The “red light district,” that would spontaneously appear within any growing town (and has done, since time out of mind), provided an important valve, releasing the pressures that accumulate in polite or, if you will, “bourgeois society.” It was a place where a certain sort of person could go, to take a holiday from respectability: the urban “wild west.” Traditionally, police would not hesitate to bust a brothel, or arrest a soliciting hooker, outside the red light district. The laws against “lewd conduct” gave them all the power they needed in the “decent” neighbourhoods.

But if such things were happening inside the red light district, they looked the other way. What happened in there was out of sight and mind to respectable society. They did not go in there except for the most urgent and irresistible reasons, and then only “after the fact.”

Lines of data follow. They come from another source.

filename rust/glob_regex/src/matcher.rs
//! Compiled glob matcher.
//!
//! A [`Glob`] is the translated pattern compiled by the `regex` engine and
//! anchored so that it only accepts whole candidates.

use std::fmt;
use std::str::FromStr;

use regex::Regex;

use crate::config::GlobConfig;
use crate::error::{PatternError, Result};
use crate::translate::{anchor, is_literal_glob, translate};

/// A compiled glob pattern. Immutable and cheap to share across threads.
#[derive(Debug, Clone)]
pub struct Glob {
    glob: String,
    translated: String,
    regex: Regex,
    /// Set when the glob can be matched by string equality.
    literal: bool,
}

impl Glob {
    /// Compile a glob with the default config.
    pub fn compile(pattern: &str) -> Result<Self> {
        Self::compile_with(pattern, &GlobConfig::default())
    }

    /// Compile a glob, passing `config` through to the regex engine.
    pub fn compile_with(pattern: &str, config: &GlobConfig) -> Result<Self> {
        let translated = translate(pattern);
        let regex = compile_translated(pattern, &translated, config)?;
        let literal = config.allows_literal_fast_path() && is_literal_glob(pattern);
        if literal {
            tracing::trace!(glob = pattern, "literal glob, matching by equality");
        }
        tracing::debug!(glob = pattern, regex = regex.as_str(), "compiled glob");
        Ok(Self {
            glob: pattern.to_string(),
            translated,
            regex,
            literal,
        })
    }

    /// Check whether the whole of `text` matches the glob.
    pub fn is_match(&self, text: &str) -> bool {
        if self.literal {
            return text == self.glob;
        }
        self.regex.is_match(text)
    }

    /// The glob as written.
    pub fn as_str(&self) -> &str {
        &self.glob
    }

    /// The unanchored regex the glob translated to.
    pub fn translated(&self) -> &str {
        &self.translated
    }

    /// The anchored regex that was compiled.
    pub fn source_pattern(&self) -> &str {
        self.regex.as_str()
    }

    /// The compiled regex. It is anchored, so it only matches whole
    /// candidates; each `{...}` group is a capture group, numbered from 1.
    pub fn regex(&self) -> &Regex {
        &self.regex
    }

    /// Whether matching skips the regex engine.
    pub fn is_literal(&self) -> bool {
        self.literal
    }
}

/// Compile a glob with the default config.
pub fn compile(pattern: &str) -> Result<Glob> {
    Glob::compile(pattern)
}

/// Validate and compile an already translated glob.
///
/// The unanchored body is parsed on its own first: wrapped in the anchoring
/// group, a stray `)` would close the wrapper instead of being rejected.
pub(crate) fn compile_translated(
    glob: &str,
    translated: &str,
    config: &GlobConfig,
) -> Result<Regex> {
    let reject = |cause: &dyn fmt::Display| {
        tracing::debug!(glob, translated, error = %cause, "rejected glob");
        PatternError::new(glob, translated, cause)
    };

    regex_syntax::Parser::new()
        .parse(translated)
        .map_err(|e| reject(&e))?;

    config
        .regex_builder(&anchor(translated))
        .build()
        .map_err(|e| reject(&e))
}

impl fmt::Display for Glob {
    fn fmt(&self, f: &mut fmt::Formatter<'_>) -> fmt::Result {
        f.write_str(&self.glob)
    }
}

impl FromStr for Glob {
    type Err = PatternError;

    fn from_str(s: &str) -> Result<Self> {
        Self::compile(s)
    }
}

impl PartialEq for Glob {
    fn eq(&self, other: &Self) -> bool {
        self.glob == other.glob && self.regex.as_str() == other.regex.as_str()
    }
}

impl Eq for Glob {}

#[cfg(test)]
mod tests {
    use super::*;

    #[test]
    fn star_matches_anything() {
        let glob = compile("*").unwrap();
        assert!(glob.is_match(""));
        assert!(glob.is_match("a"));
        assert!(glob.is_match("anything at all"));
    }

    #[test]
    fn star_stops_at_newline_by_default() {
        let glob = compile("*").unwrap();
        assert!(!glob.is_match("a\nb"));

        let config = GlobConfig {
            dot_matches_new_line: true,
            ..GlobConfig::default()
        };
        let glob = Glob::compile_with("*", &config).unwrap();
        assert!(glob.is_match("a\nb"));
    }

    #[test]
    fn question_mark_matches_one_char() {
        let glob = compile("?").unwrap();
        assert!(glob.is_match("a"));
        assert!(glob.is_match("é"));
        assert!(!glob.is_match(""));
        assert!(!glob.is_match("ab"));
    }

    #[test]
    fn match_is_anchored() {
        let glob = compile("gl*b").unwrap();
        assert!(glob.is_match("glob"));
        assert!(glob.is_match("glb"));
        assert!(!glob.is_match("xglob"));
        assert!(!glob.is_match("globx"));
    }

    #[test]
    fn anchoring_wraps_top_level_alternation() {
        // `{` inside a class still opens a group, so `,` becomes `|` at the
        // top level of the translated body.
        let glob = compile("[{]a,b").unwrap();
        assert_eq!(glob.translated(), "[(]a|b");
        assert!(glob.is_match("(a"));
        assert!(glob.is_match("b"));
        assert!(!glob.is_match("(ab"));
        assert!(!glob.is_match("xb"));
    }

    #[test]
    fn escaped_star_is_literal() {
        let glob = compile("a\\*b").unwrap();
        assert!(glob.is_match("a*b"));
        assert!(!glob.is_match("axb"));
        assert!(!glob.is_match("ab"));
    }

    #[test]
    fn source_pattern_is_anchored() {
        let glob = compile("gl?b").unwrap();
        assert_eq!(glob.as_str(), "gl?b");
        assert_eq!(glob.translated(), "gl.b");
        assert_eq!(glob.source_pattern(), "^(?:gl.b)$");
        assert_eq!(glob.regex().as_str(), glob.source_pattern());
    }

    #[test]
    fn regex_captures_brace_groups_on_whole_candidates() {
        let glob = compile("main{.go,.c}").unwrap();
        let caps = glob.regex().captures("main.go").unwrap();
        assert_eq!(&caps[1], ".go");
        // Anchored: no match inside larger text.
        assert!(glob.regex().find("src/main.go").is_none());
        assert!(glob.regex().captures("main.go.bak").is_none());
    }

    #[test]
    fn literal_fast_path() {
        let glob = compile("main.go").unwrap();
        assert!(glob.is_literal());
        assert!(glob.is_match("main.go"));
        assert!(!glob.is_match("mainxgo"));
        assert!(!glob.is_match("main.go "));

        assert!(!compile("*.go").unwrap().is_literal());
    }

    #[test]
    fn case_insensitive_config() {
        let config = GlobConfig {
            case_insensitive: true,
            ..GlobConfig::default()
        };
        let glob = Glob::compile_with("Main.GO", &config).unwrap();
        assert!(!glob.is_literal());
        assert!(glob.is_match("main.go"));
        assert!(glob.is_match("MAIN.go"));
        assert!(!compile("Main.GO").unwrap().is_match("main.go"));
    }

    #[test]
    fn trailing_backslash_fails_to_compile() {
        let err = compile("gl\\").unwrap_err();
        assert_eq!(err.glob(), "gl\\");
        assert_eq!(err.translated(), "gl\\");
        assert!(!err.message().is_empty());
    }

    #[test]
    fn unbalanced_groups_are_rejected() {
        assert!(compile("{glob").is_err());
        assert!(compile("glob}").is_err());
        // Would balance once wrapped in the anchoring group.
        let err = compile("a}{b").unwrap_err();
        assert_eq!(err.translated(), "a)(b");
    }

    #[test]
    fn unclosed_class_is_rejected() {
        let err = compile("gl[ab").unwrap_err();
        assert_eq!(err.translated(), "gl[ab");
    }

    #[test]
    fn size_limit_is_enforced() {
        let config = GlobConfig {
            size_limit: Some(16),
            ..GlobConfig::default()
        };
        let err = Glob::compile_with("{alpha,beta,gamma,delta}*{one,two,three}", &config)
            .unwrap_err();
        assert_eq!(err.glob(), "{alpha,beta,gamma,delta}*{one,two,three}");
    }

    #[test]
    fn from_str_and_display() {
        let glob: Glob = "main{.go,.c}".parse().unwrap();
        assert_eq!(glob.to_string(), "main{.go,.c}");
        assert_eq!(glob, compile("main{.go,.c}").unwrap());
        assert!("{".parse::<Glob>().is_err());
    }

    #[test]
    fn glob_is_send_and_sync() {
        fn assert_send_sync<T: Send + Sync>() {}
        assert_send_sync::<Glob>();
    }
}
use std::collections::BTreeSet;

use crate::model::{ChangeEvent, Snapshot};

/// Classifies the differences between two snapshots.
///
/// Every name in the union of both key sets is considered exactly once:
/// present only in `current` is `Added`, only in `previous` is `Removed`,
/// present in both with unequal timestamp strings is `Modified`, equal
/// timestamps emit nothing. Pure and deterministic; events come out in
/// lexicographic name order.
pub fn diff(previous: &Snapshot, current: &Snapshot) -> Vec<ChangeEvent> {
    let names: BTreeSet<&str> = previous
        .keys()
        .chain(current.keys())
        .map(String::as_str)
        .collect();

    let mut events = Vec::new();
    for name in names {
        match (previous.get(name), current.get(name)) {
            (None, Some(ts)) => events.push(ChangeEvent::Added {
                name: name.to_string(),
                timestamp: ts.clone(),
            }),
            (Some(ts), None) => events.push(ChangeEvent::Removed {
                name: name.to_string(),
                timestamp: ts.clone(),
            }),
            (Some(prev), Some(cur)) if prev != cur => events.push(ChangeEvent::Modified {
                name: name.to_string(),
                previous: prev.clone(),
                current: cur.clone(),
            }),
            (Some(_), Some(_)) => {}
            (None, None) => unreachable!("name came from the union of both key sets"),
        }
    }
    events
}
use std::path::PathBuf;
use std::time::Duration;

use anyhow::{Context, Result};
use clap::{Args, Parser, Subcommand};
use tracing::{error, info};
use tracing_subscriber::EnvFilter;

use mirrorwatch::notify::{ChannelSink, DiscordChannel};
use mirrorwatch::store::SnapshotStore;
use mirrorwatch::watcher::Watcher;
use mirrorwatch::{listing, report};

const DEFAULT_URL: &str = "https://repo.protonvpn.com/fedora-42-unstable/";
const TOKEN_ENV: &str = "DISCORD_TOKEN";

#[derive(Parser)]
#[command(name = "mirrorwatch")]
#[command(about = "Watch a mirror directory listing for changes", long_about = None)]
struct Cli {
    #[command(subcommand)]
    command: Commands,
}

#[derive(Args)]
struct SourceArgs {
    /// Listing URL to watch
    #[arg(long, default_value = DEFAULT_URL)]
    url: String,

    /// Path of the persisted snapshot
    #[arg(long, default_value = "state.json")]
    state_file: PathBuf,

    /// Destination channel id (omit to detect and persist without posting)
    #[arg(long)]
    channel_id: Option<String>,

    /// Bot token (defaults to the DISCORD_TOKEN environment variable)
    #[arg(long)]
    token: Option<String>,
}

#[derive(Subcommand)]
enum Commands {
    /// Poll the listing periodically and report changes
    Watch {
        #[command(flatten)]
        source: SourceArgs,

        /// Seconds between checks
        #[arg(long, default_value_t = 3600)]
        interval_secs: u64,
    },

    /// Run a single check and print the detected changes
    Check {
        #[command(flatten)]
        source: SourceArgs,

        /// Emit JSON
        #[arg(long)]
        json: bool,
    },

    /// Parse a saved listing page and print its entries
    Parse {
        path: PathBuf,

        /// Emit JSON
        #[arg(long)]
        json: bool,
    },

    /// Print the persisted snapshot
    State {
        /// Path of the persisted snapshot
        #[arg(long, default_value = "state.json")]
        state_file: PathBuf,
    },
}

fn main() {
    tracing_subscriber::fmt()
        .with_env_filter(
            EnvFilter::try_from_default_env().unwrap_or_else(|_| EnvFilter::new("mirrorwatch=info")),
        )
        .init();

    if let Err(err) = run() {
        eprintln!("{:#}", err);
        std::process::exit(1);
    }
}

fn run() -> Result<()> {
    let cli = Cli::parse();

    match cli.command {
        Commands::Watch {
            source,
            interval_secs,
        } => {
            let sink = resolve_sink(&source);
            let watcher = Watcher::new(source.url, SnapshotStore::new(source.state_file))?;
            watcher.run(
                Duration::from_secs(interval_secs),
                sink.as_ref().map(|s| s as &dyn ChannelSink),
            );
        }
        Commands::Check { source, json } => {
            let sink = resolve_sink(&source);
            let watcher = Watcher::new(source.url, SnapshotStore::new(source.state_file))?;
            let events = watcher.tick(sink.as_ref().map(|s| s as &dyn ChannelSink))?;
            if json {
                println!(
                    "{}",
                    serde_json::to_string_pretty(&events).context("serialize events json")?
                );
            } else if events.is_empty() {
                println!("No changes detected.");
            } else {
                for event in &events {
                    println!("{}", report::line(event));
                }
            }
        }
        Commands::Parse { path, json } => {
            let raw = std::fs::read_to_string(&path)
                .with_context(|| format!("read listing {}", path.display()))?;
            let snapshot = listing::parse(&raw);
            if json {
                println!(
                    "{}",
                    serde_json::to_string_pretty(&snapshot).context("serialize snapshot json")?
                );
            } else {
                for (name, timestamp) in &snapshot {
                    println!("{name}  {timestamp}");
                }
            }
        }
        Commands::State { state_file } => {
            let snapshot = SnapshotStore::new(state_file).load();
            println!(
                "{}",
                serde_json::to_string_pretty(&snapshot).context("serialize snapshot json")?
            );
        }
    }

    Ok(())
}

/// Builds and resolves the destination channel. A missing credential or a
/// failed resolve is reported and leaves the watcher running without a
/// sink; changes are still detected and persisted.
fn resolve_sink(source: &SourceArgs) -> Option<DiscordChannel> {
    let channel_id = source.channel_id.as_ref()?;
    let token = match source
        .token
        .clone()
        .or_else(|| std::env::var(TOKEN_ENV).ok())
    {
        Some(token) => token,
        None => {
            error!(
                "--channel-id given but no token (set {} or pass --token); running without notifications",
                TOKEN_ENV
            );
            return None;
        }
    };

    let channel = match DiscordChannel::new(token, channel_id.clone()) {
        Ok(channel) => channel,
        Err(err) => {
            error!(err = format!("{err:#}"), "failed to build channel client");
            return None;
        }
    };
    match channel.resolve() {
        Ok(()) => {
            info!(channel_id = %channel_id, "destination channel resolved");
            Some(channel)
        }
        Err(err) => {
            error!(
                err = format!("{err:#}"),
                channel_id = %channel_id,
                "cannot resolve destination channel; running without notifications"
            );
            None
        }
    }
}
use anyhow::{Context, Result};
use serde::{Deserialize, Serialize};

/// Delivery seam for change reports. The watcher only sees this trait, so
/// the core engine can be exercised without any transport behind it.
pub trait ChannelSink {
    /// Posts one chunk to the destination. Chunks of a report must be
    /// posted in the order produced.
    fn post(&self, content: &str) -> Result<()>;
}

const DISCORD_API: &str = "https://discord.com/api/v10";

/// Channel kinds that accept plain text messages (guild text, DM, group
/// DM, announcement, and the thread kinds).
const TEXT_CAPABLE_KINDS: &[u8] = &[0, 1, 3, 5, 10, 11, 12];

#[derive(Debug, Deserialize)]
struct ChannelInfo {
    #[serde(rename = "type")]
    kind: u8,
    #[serde(default)]
    name: Option<String>,
}

#[derive(Debug, Serialize)]
struct CreateMessage<'a> {
    content: &'a str,
}

/// A Discord text channel reached over the REST API with a bot token.
pub struct DiscordChannel {
    token: String,
    channel_id: String,
    base_url: String,
    client: reqwest::blocking::Client,
}

impl DiscordChannel {
    pub fn new(token: impl Into<String>, channel_id: impl Into<String>) -> Result<Self> {
        let client = reqwest::blocking::Client::builder()
            .user_agent("mirrorwatch")
            .build()
            .context("build reqwest client")?;
        Ok(Self {
            token: token.into(),
            channel_id: channel_id.into(),
            base_url: DISCORD_API.to_string(),
            client,
        })
    }

    /// Points the client at a different API root. Used by tests to stand
    /// in a local mock for the real endpoint.
    pub fn with_base_url(mut self, base_url: impl Into<String>) -> Self {
        self.base_url = base_url.into();
        self
    }

    fn auth(&self) -> String {
        format!("Bot {}", self.token)
    }

    fn url(&self, path: &str) -> String {
        format!("{}{}", self.base_url, path)
    }

    /// Checks once, at startup, that the configured id names a channel the
    /// bot can post text to.
    pub fn resolve(&self) -> Result<()> {
        let info: ChannelInfo = self
            .client
            .get(self.url(&format!("/channels/{}", self.channel_id)))
            .header(reqwest::header::AUTHORIZATION, self.auth())
            .send()
            .context("fetch channel")?
            .error_for_status()
            .context("fetch channel status")?
            .json()
            .context("parse channel")?;

        if !TEXT_CAPABLE_KINDS.contains(&info.kind) {
            anyhow::bail!(
                "channel {} ({}) is not a text channel (type {})",
                self.channel_id,
                info.name.as_deref().unwrap_or("unnamed"),
                info.kind
            );
        }
        Ok(())
    }
}

impl ChannelSink for DiscordChannel {
    fn post(&self, content: &str) -> Result<()> {
        self.client
            .post(self.url(&format!("/channels/{}/messages", self.channel_id)))
            .header(reqwest::header::AUTHORIZATION, self.auth())
            .json(&CreateMessage { content })
            .send()
            .context("post message")?
            .error_for_status()
            .context("post message status")?;
        Ok(())
    }
}
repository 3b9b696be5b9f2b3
pub mod diff;
pub mod listing;
pub mod model;
pub mod notify;
pub mod report;
pub mod store;
pub mod watcher;
//! Server: loads settings, opens the MySQL pool, mounts the routes, closes the pool on shutdown.

use hardware_inventory::{build_router, AppState, MySqlSessionSource, SchemaRegistry, SessionManager, Settings};
use std::sync::Arc;
use tokio::net::TcpListener;
use tracing_subscriber::EnvFilter;

#[tokio::main]
async fn main() -> Result<(), Box<dyn std::error::Error>> {
    dotenvy::dotenv().ok();
    tracing_subscriber::fmt()
        .with_env_filter(
            EnvFilter::try_from_default_env()
                .unwrap_or_else(|_| EnvFilter::new("hardware_inventory=info,tower_http=info")),
        )
        .init();

    let settings = Settings::from_env()?;
    let source = MySqlSessionSource::connect(&settings.database).await?;
    let sessions = SessionManager::new(Arc::new(source), settings.database.timeouts());
    let state = AppState {
        sessions: sessions.clone(),
        schemas: Arc::new(SchemaRegistry::hardware()?),
    };

    let app = build_router(state, settings.body_limit);
    let listener = TcpListener::bind(settings.http_addr).await?;
    tracing::info!("listening on {}", listener.local_addr()?);
    axum::serve(listener, app)
        .with_graceful_shutdown(shutdown_signal())
        .await?;

    sessions.close().await;
    tracing::info!("shutdown complete");
    Ok(())
}

async fn shutdown_signal() {
    let ctrl_c = async {
        if let Err(e) = tokio::signal::ctrl_c().await {
            tracing::error!(error = %e, "failed to listen for ctrl-c");
        }
    };

    #[cfg(unix)]
    let terminate = async {
        match tokio::signal::unix::signal(tokio::signal::unix::SignalKind::terminate()) {
            Ok(mut sig) => {
                sig.recv().await;
            }
            Err(e) => {
                tracing::error!(error = %e, "failed to listen for SIGTERM");
                std::future::pending::<()>().await;
            }
        }
    };

    #[cfg(not(unix))]
    let terminate = std::future::pending::<()>();

    tokio::select! {
        _ = ctrl_c => {},
        _ = terminate => {},
    }
    tracing::info!("shutdown signal received");
}
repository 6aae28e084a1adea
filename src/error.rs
//! Typed errors and HTTP mapping.

use axum::{
    http::StatusCode,
    response::{IntoResponse, Response},
    Json,
};
use serde::Serialize;
use thiserror::Error;

#[derive(Error, Debug)]
pub enum ConfigError {
    #[error("missing required environment variable {0}")]
    Missing(&'static str),
    #[error("invalid value for {var}: {reason}")]
    Invalid { var: &'static str, reason: String },
    #[error("invalid request schema {id}: {reason}")]
    Schema { id: &'static str, reason: String },
}

/// Outcome taxonomy of a scoped database call. Zero-row reads are not errors here;
/// handlers turn them into [`AppError::NotFound`].
#[derive(Error, Debug, Clone, PartialEq, Eq)]
pub enum SessionError {
    /// Pool exhausted, closed, or backend unreachable before the call was issued.
    #[error("database unavailable: {0}")]
    ResourceUnavailable(String),
    /// Procedure raised, connection dropped mid-call, or the call timed out.
    #[error("{0}")]
    Backend(String),
    /// Backend rejected the bound parameters; the message is the backend's own.
    #[error("{0}")]
    ValidationDeferred(String),
}

impl SessionError {
    /// Error raised while leasing a session from the pool.
    pub fn unavailable(e: sqlx::Error) -> Self {
        SessionError::ResourceUnavailable(e.to_string())
    }

    /// Error raised by a statement issued on a leased session.
    pub fn from_backend(e: sqlx::Error) -> Self {
        match &e {
            sqlx::Error::Database(db) => {
                let rejected = db.code().map(|c| rejects_parameters(&c)).unwrap_or(false);
                if rejected {
                    SessionError::ValidationDeferred(db.message().to_string())
                } else {
                    SessionError::Backend(db.message().to_string())
                }
            }
            sqlx::Error::PoolTimedOut | sqlx::Error::PoolClosed => SessionError::unavailable(e),
            _ => SessionError::Backend(e.to_string()),
        }
    }

    /// Message passed through to the client as `details`.
    pub fn details(&self) -> &str {
        match self {
            SessionError::ResourceUnavailable(m)
            | SessionError::Backend(m)
            | SessionError::ValidationDeferred(m) => m,
        }
    }
}

/// SQLSTATE classes meaning "the arguments were refused": data exceptions (22),
/// integrity constraint violations (23) and user `SIGNAL SQLSTATE '45000'`.
pub(crate) fn rejects_parameters(sqlstate: &str) -> bool {
    sqlstate == "45000" || sqlstate.starts_with("22") || sqlstate.starts_with("23")
}

#[derive(Error, Debug)]
pub enum AppError {
    /// Message is the full client-facing text, e.g. "No hardware items found".
    #[error("{0}")]
    NotFound(&'static str),
    #[error("validation: {0}")]
    Validation(String),
    #[error("bad request: {0}")]
    BadRequest(String),
    /// Server-side fault unrelated to the request's content.
    #[error("internal: {0}")]
    Internal(String),
    #[error("{action}: {source}")]
    Session {
        action: &'static str,
        #[source]
        source: SessionError,
    },
}

impl AppError {
    /// Attach the client-facing action message to a session failure.
    pub fn session(action: &'static str) -> impl FnOnce(SessionError) -> AppError {
        move |source| AppError::Session { action, source }
    }
}

#[derive(Serialize, Debug, PartialEq)]
pub struct ErrorBody {
    pub error: String,
    #[serde(skip_serializing_if = "Option::is_none")]
    pub details: Option<String>,
}

impl IntoResponse for AppError {
    fn into_response(self) -> Response {
        let (status, body) = match self {
            AppError::NotFound(message) => (
                StatusCode::NOT_FOUND,
                ErrorBody {
                    error: message.to_string(),
                    details: None,
                },
            ),
            AppError::Validation(reason) | AppError::BadRequest(reason) => (
                StatusCode::BAD_REQUEST,
                ErrorBody {
                    error: "Invalid request".into(),
                    details: Some(reason),
                },
            ),
            AppError::Internal(reason) => {
                tracing::error!(error = %reason, "internal error");
                (
                    StatusCode::INTERNAL_SERVER_ERROR,
                    ErrorBody {
                        error: "Internal server error".into(),
                        details: None,
                    },
                )
            }
            AppError::Session { action, source } => {
                let status = match &source {
                    SessionError::ResourceUnavailable(_) => {
                        tracing::error!(action, error = %source, "database unavailable");
                        StatusCode::INTERNAL_SERVER_ERROR
                    }
                    SessionError::Backend(_) => {
                        tracing::error!(action, error = %source, "stored procedure failed");
                        StatusCode::INTERNAL_SERVER_ERROR
                    }
                    SessionError::ValidationDeferred(_) => {
                        tracing::warn!(action, error = %source, "backend rejected parameters");
                        StatusCode::BAD_REQUEST
                    }
                };
                (
                    status,
                    ErrorBody {
                        error: action.to_string(),
                        details: Some(source.details().to_string()),
                    },
                )
            }
        };
        (status, Json(body)).into_response()
    }
}
//! JSON request body whose rejections use the `{error, details}` envelope.

use crate::error::AppError;
use async_trait::async_trait;
use axum::{
    extract::{FromRequest, Request},
    Json,
};
use serde::de::DeserializeOwned;

/// `Json<T>` with malformed bodies and missing content types reported as 400.
#[derive(Debug, Clone)]
pub struct JsonBody<T>(pub T);

#[async_trait]
impl<T, S> FromRequest<S> for JsonBody<T>
where
    T: DeserializeOwned,
    S: Send + Sync,
{
    type Rejection = AppError;

    async fn from_request(req: Request, state: &S) -> Result<Self, Self::Rejection> {
        let Json(value) = Json::<T>::from_request(req, state)
            .await
            .map_err(|e| AppError::Validation(e.body_text()))?;
        Ok(JsonBody(value))
    }
}
//! Hardware inventory API: CRUD routes over MySQL stored procedures, with one scoped
//! database session per call.

pub mod config;
pub mod error;
pub mod extractors;
pub mod handlers;
pub mod models;
pub mod response;
pub mod routes;
pub mod schemas;
pub mod service;
pub mod session;
pub mod sql;
pub mod state;

pub use config::{DatabaseSettings, Settings};
pub use error::{AppError, ConfigError, SessionError};
pub use routes::{build_router, common_routes, hardware_routes};
pub use schemas::SchemaRegistry;
pub use service::HardwareService;
pub use session::{MySqlSessionSource, SessionManager, SessionSource, Timeouts};
pub use state::AppState;
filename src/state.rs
//! Shared application state for all routes.

use crate::schemas::SchemaRegistry;
use crate::session::SessionManager;
use std::sync::Arc;

#[derive(Clone)]
pub struct AppState {
    /// Sessions are leased per request; nothing here holds a connection.
    pub sessions: SessionManager,
    pub schemas: Arc<SchemaRegistry>,
}
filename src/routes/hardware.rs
//! Hardware inventory routes, mounted under `/hardware_inventory`.

use crate::handlers::{category, hardware};
use crate::state::AppState;
use axum::{
    routing::{get, post},
    Router,
};

pub fn hardware_routes(state: AppState) -> Router {
    Router::new()
        .route("/", get(hardware::list).post(hardware::create))
        .route("/batch", post(hardware::create_many))
        .route("/categories", get(category::list))
        .route("/details/:id", get(hardware::read_details))
        .route(
            "/:id",
            get(hardware::read).put(hardware::update).delete(hardware::delete),
        )
        .route("/:id/:status", post(hardware::change_status))
        .with_state(state)
}
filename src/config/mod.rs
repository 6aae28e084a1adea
pub mod settings;

pub use settings::*;
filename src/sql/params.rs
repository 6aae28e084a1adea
//! Scalar values bound positionally to a MySQL statement.

use sqlx::encode::{Encode, IsNull};
use sqlx::error::BoxDynError;
use sqlx::mysql::{MySql, MySqlTypeInfo};
use sqlx::{Database, Type};

/// A value that can be bound to a MySQL query. Procedures only take scalars or NULL.
#[derive(Clone, Debug, PartialEq)]
pub enum BindValue {
    Null,
    Bool(bool),
    I64(i64),
    F64(f64),
    String(String),
}

impl From<&str> for BindValue {
    fn from(s: &str) -> Self {
        BindValue::String(s.to_string())
    }
}

impl From<String> for BindValue {
    fn from(s: String) -> Self {
        BindValue::String(s)
    }
}

impl From<i64> for BindValue {
    fn from(n: i64) -> Self {
        BindValue::I64(n)
    }
}

impl From<u32> for BindValue {
    fn from(n: u32) -> Self {
        BindValue::I64(n.into())
    }
}

impl From<bool> for BindValue {
    fn from(b: bool) -> Self {
        BindValue::Bool(b)
    }
}

impl From<f64> for BindValue {
    fn from(n: f64) -> Self {
        BindValue::F64(n)
    }
}

impl<T: Into<BindValue>> From<Option<T>> for BindValue {
    fn from(v: Option<T>) -> Self {
        v.map(Into::into).unwrap_or(BindValue::Null)
    }
}

impl<'q> Encode<'q, MySql> for BindValue {
    fn encode_by_ref(
        &self,
        buf: &mut <MySql as Database>::ArgumentBuffer<'q>,
    ) -> Result<IsNull, BoxDynError> {
        match self {
            BindValue::Null => Ok(IsNull::Yes),
            BindValue::Bool(b) => <bool as Encode<MySql>>::encode_by_ref(b, buf),
            BindValue::I64(n) => <i64 as Encode<MySql>>::encode_by_ref(n, buf),
            BindValue::F64(n) => <f64 as Encode<MySql>>::encode_by_ref(n, buf),
            BindValue::String(s) => <&str as Encode<MySql>>::encode_by_ref(&s.as_str(), buf),
        }
    }

    fn produces(&self) -> Option<MySqlTypeInfo> {
        Some(match self {
            BindValue::Null | BindValue::String(_) => <str as Type<MySql>>::type_info(),
            BindValue::Bool(_) => <bool as Type<MySql>>::type_info(),
            BindValue::I64(_) => <i64 as Type<MySql>>::type_info(),
            BindValue::F64(_) => <f64 as Type<MySql>>::type_info(),
        })
    }
}

impl Type<MySql> for BindValue {
    fn type_info() -> MySqlTypeInfo {
        <str as Type<MySql>>::type_info()
    }

    fn compatible(_ty: &MySqlTypeInfo) -> bool {
        true
    }
}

The flip side of this will be apparent. The young man, or young woman, or any others who went into the district, were putting themselves beyond police protection. He knew exactly what he was doing; and so did she. A citizen might have a “right” to police protection, but inside the red light district, that right was waived. This arrangement was already overthrown by previous revisions of the laws surrounding prostitution. On the (unspoken) feminist principle that women can do no wrong, and men can do no right, they were revised to give the police an active role in arresting pimps, protectors, and johns, while effectively “enshrining” the woman’s right to practise as a “sex worker.” And such laws as those against operating a common bawdy house were anyway thrown into confusion, as the lines between red light districts and respectable society were “progressively” erased.

There are many dimensions of this, including the gradual redefinition of “free speech,” so that it is now understood to protect pornography and solicitation, but not necessarily political or religious debate. In so many other supporting ways, the traditional moral order has been turned “progressively” upside down, through the campaigns of various ideological activists.

The reasoning behind Judge Himel’s ruling on Tuesday was typical. The feminists having effectively enshrined a woman’s (or by extension, anyone’s) right to be a prostitute in the constellation of Charter-guaranteed prerogatives, we are now obliged to provide comprehensive police protection for this activity. And not only in putative red light districts, but everywhere. This makes our whole country into a police-patrolled brothel.